Glastac is a deliberately weak glue and in my experience it cleanly burns away in a kiln. It is useful because you can glue together the component parts of your glass masterpiece with the certain knowledge that you can re-place the parts for quite a long time. Better still, it helps to ensure your masterpiece will not fall apart when you are moving it to your kiln.
As an aside, I caution against using white PVA glues, such as the oft-recommended Elmer’s Glue. Although I do use PVA glues occasionally, I have noticed that it does not always cleanly burn away and that it can cause damage to a glass surface. I particularly notice this when an excess of PVA is used. But I digress.
The only problem I have found with Glastac, particularly when used in excess, is that surface tension sometimes drags small pieces of glass away from where I put them. Using less Glastac helps avoid this problem but the converse situation is that sparing use of Glastac means that the small pieces of glass are not sufficiently glued to stay put.
And then I noticed that Bullseye had introduced Glastac in a gel form. Hmm. Thinks. Can I find the Manufacturer’s Safety Data Sheet (MSDS) to find out how it differs from the “old fashioned” Glastac? No, so it’s time to just experiment.
Avid readers amongst you will remember that I’ve chattered about carboxymethylcellulose (CMC) on a number of occasions. Most of my chatterings were in Squirt Your Frits but I’ve also mentioned it in passing in other places such as converting ordinary safety flux into a gel form over at Make Your Own Safety Flux.

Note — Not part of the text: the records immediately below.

//! Loading, resolving, and merging: everything up to the point where the
//! exporters and the extractor take over.
//!
//! ```text
//! primary db ──▶ SchemaReader ──▶ Normalizer ──┐
//!                                              ├─▶ PathResolver ──▶ merge ──▶ RecoverySet
//! backup db  ──▶ SchemaReader ──▶ Normalizer ──┘
//! ```
//!
//! Resolution caches live in a [`RecoveryContext`] created per run, so the
//! pipeline can be invoked repeatedly in one process against different data.

use futures::TryStreamExt;
use serde::Serialize;
use std::collections::{HashMap, HashSet};
use std::path::{Path, PathBuf};
use tracing::{info, warn};

use crate::detect::SourceLayout;
use crate::error::RecoveryError;
use crate::merge::{merge, MergeStats};
use crate::models::{Album, FileRecord, FilesystemMapping, Resolution};
use crate::normalize::{
    normalize_album, normalize_filesystem, MembershipIndex, NormalizeReport, Normalizer,
};
use crate::progress::{ProgressEvent, ProgressReporter};
use crate::resolver::PathResolver;
use crate::schema::SchemaReader;

/// One database, normalized.
#[derive(Debug)]
pub struct LoadedDatabase {
    pub records: Vec<FileRecord>,
    pub albums: Vec<Album>,
    pub filesystems: Vec<FilesystemMapping>,
    pub report: NormalizeReport,
}

/// Read every relation once and assemble canonical records.
pub async fn load_database(reader: &SchemaReader) -> sqlx::Result<LoadedDatabase> {
    let mut normalizer = Normalizer::new();
    let mut records = Vec::new();
    let mut files = reader.iterate_files();
    while let Some(raw) = files.try_next().await? {
        if let Some(rec) = normalizer.normalize_row(raw) {
            records.push(rec);
        }
    }
    drop(files);

    let albums: Vec<Album> = reader
        .iterate_albums()
        .try_collect::<Vec<_>>()
        .await?
        .into_iter()
        .filter_map(normalize_album)
        .collect();
    let album_map: HashMap<String, Album> =
        albums.iter().map(|a| (a.id.clone(), a.clone())).collect();

    let ids: HashSet<String> = records.iter().map(|r| r.id.clone()).collect();
    let tags = reader.iterate_tags_for(&ids).try_collect::<Vec<_>>().await?;
    let memberships = reader
        .iterate_album_memberships()
        .try_collect::<Vec<_>>()
        .await?;

    let mut index = MembershipIndex::build(&ids, &album_map, tags, memberships);
    normalizer.add_dangling(index.dangling());
    for rec in &mut records {
        index.attach(rec);
    }

    let filesystems: Vec<FilesystemMapping> = reader
        .iterate_filesystems()
        .try_collect::<Vec<_>>()
        .await?
        .into_iter()
        .filter_map(normalize_filesystem)
        .collect();

    let report = normalizer.finish();
    info!(
        db = %reader.path().display(),
        accepted = report.accepted,
        organizational = report.organizational,
        malformed = report.malformed.len(),
        albums = albums.len(),
        "loaded database"
    );
    if report.organizational > 0 {
        info!(count = report.organizational, "filtered organizational rows");
    }

    Ok(LoadedDatabase {
        records,
        albums,
        filesystems,
        report,
    })
}

async fn open_and_load(path: &Path) -> Result<LoadedDatabase, RecoveryError> {
    let reader = SchemaReader::open(path).await?;
    let loaded = load_database(&reader)
        .await
        .map_err(|e| RecoveryError::DatabaseUnavailable {
            path: path.to_path_buf(),
            reason: e.to_string(),
        });
    reader.close().await;
    loaded
}

#[derive(Debug, Clone, PartialEq, Eq, Serialize)]
#[serde(tag = "status", rename_all = "snake_case")]
pub enum BackupStatus {
    NotConfigured,
    Loaded { path: PathBuf },
    /// Reduced-recovery mode: the run continued with the primary only.
    Unavailable { path: PathBuf, reason: String },
}

/// Per-run state shared by the resolution step.
pub struct RecoveryContext {
    pub layout: SourceLayout,
    pub resolver: PathResolver,
}

impl RecoveryContext {
    pub fn new(layout: SourceLayout, filesystems: &[FilesystemMapping]) -> Self {
        let resolver = PathResolver::new(
            &layout.files_root,
            layout.user_storage_root.as_deref(),
            filesystems,
        );
        Self { layout, resolver }
    }

    pub fn resolve_all(&self, records: &[FileRecord]) {
        for rec in records {
            self.resolver.resolve_into(rec);
        }
    }
}

/// The merged, resolved view both consumers work from.
#[derive(Debug)]
pub struct RecoverySet {
    pub layout: SourceLayout,
    pub records: Vec<FileRecord>,
    pub albums: Vec<Album>,
    pub filesystems: Vec<FilesystemMapping>,
    pub normalization: NormalizeReport,
    pub merge: MergeStats,
    pub backup: BackupStatus,
}

impl RecoverySet {
    pub fn record(&self, id: &str) -> Option<&FileRecord> {
        self.records.iter().find(|r| r.id == id)
    }

    /// The album's preview image, if it still exists.
    pub fn album_preview(&self, album: &Album) -> Option<&FileRecord> {
        album.preview_file_id.as_deref().and_then(|id| self.record(id))
    }

    pub fn resolved(&self) -> impl Iterator<Item = &FileRecord> {
        self.records.iter().filter(|r| r.resolved_path().is_some())
    }

    pub fn unresolved(&self) -> impl Iterator<Item = &FileRecord> {
        self.records
            .iter()
            .filter(|r| r.is_recoverable() && !r.resolution().is_some_and(Resolution::is_found))
    }

    /// Per-record errors for everything that could not be located.
    pub fn not_found_errors(&self) -> Vec<RecoveryError> {
        self.unresolved()
            .map(|r| RecoveryError::FileNotFound {
                id: r.id.clone(),
                name: r.name.clone(),
            })
            .collect()
    }
}

/// Load the primary (fatal on failure) and the backup (reduced-recovery on
/// failure), resolve every record, and merge.
pub async fn recover(
    layout: &SourceLayout,
    progress: &dyn ProgressReporter,
) -> Result<RecoverySet, RecoveryError> {
    progress.report(ProgressEvent::Loading {
        database: layout.db.display().to_string(),
    });
    let primary = open_and_load(&layout.db).await?;

    let (backup, backup_status) = match &layout.backup_db {
        None => (None, BackupStatus::NotConfigured),
        Some(path) => {
            progress.report(ProgressEvent::Loading {
                database: path.display().to_string(),
            });
            match open_and_load(path).await {
                Ok(loaded) => (
                    Some(loaded),
                    BackupStatus::Loaded {
                        path: path.clone(),
                    },
                ),
                Err(e) => {
                    let reason = match e {
                        RecoveryError::DatabaseUnavailable { reason, .. } => reason,
                        other => other.to_string(),
                    };
                    let err = RecoveryError::BackupUnavailable {
                        path: path.clone(),
                        reason: reason.clone(),
                    };
                    warn!(error = %err, "continuing with the primary database only");
                    (
                        None,
                        BackupStatus::Unavailable {
                            path: path.clone(),
                            reason,
                        },
                    )
                }
            }
        }
    };

    let mut filesystems = primary.filesystems.clone();
    let mut albums = primary.albums.clone();
    let mut normalization = primary.report.clone();
    if let Some(b) = &backup {
        let known: HashSet<String> = filesystems.iter().map(|f| f.id.clone()).collect();
        filesystems.extend(b.filesystems.iter().filter(|f| !known.contains(&f.id)).cloned());
        let known: HashSet<String> = albums.iter().map(|a| a.id.clone()).collect();
        albums.extend(b.albums.iter().filter(|a| !known.contains(&a.id)).cloned());
        normalization.absorb(&b.report);
    }

    let ctx = RecoveryContext::new(layout.clone(), &filesystems);
    ctx.resolve_all(&primary.records);
    if let Some(b) = &backup {
        ctx.resolve_all(&b.records);
    }

    let outcome = merge(primary.records, backup.map(|b| b.records));
    let set = RecoverySet {
        layout: ctx.layout,
        records: outcome.records,
        albums,
        filesystems,
        normalization,
        merge: outcome.stats,
        backup: backup_status,
    };
    info!(
        records = set.records.len(),
        resolved = set.resolved().count(),
        "recovery set ready"
    );
    Ok(set)
}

This made me wonder if a little CMC gloop would thicken “old fashioned” Glastac and make it even better.
Thickening Your Glastac
Instructions on where to find CMC, what it is, how it works and how to make your own CMC gloop is covered in plenty of detail over in my Squirt Your Frits blog. I will not repeat all this information so read that blog and come back again if you need to. I will however show you pictures of a bottle of Glastac and (lower down) a little 100 gram pot of CMC sold under the “Tylo” brand name typically bought by sugar crafters.
Making your own substitute for Bullseye’s Glastac Gel is a simple matter of thickening up some “old fashioned” Glastac with CMC. However the devil is, as they say, in the detail.
I found it most convenient to start by making up some “sloppy” sol-phase CMC gel. The exact consistency does not matter. All you are aiming for is a CMC gel that is thick but flows reasonably slowly when you tip the container.
Next, you need to find another little container and add some Glastac to some CMC gel and give it a thorough mixing. If the outcome is too thick, either add some more Glastac or add some water. If the outcome is too runny add some more CMC gel.
As to the exact proportions of Glastac and CMC gel I can only report that making numerous little batches with differing proportions didn’t make seem to make any noticeable difference. As long as there’s a reasonable amount of Glastac in the mixture it’s going to be a glue. As long as there’s some CMC gel in the mixture it’s going to be thicker.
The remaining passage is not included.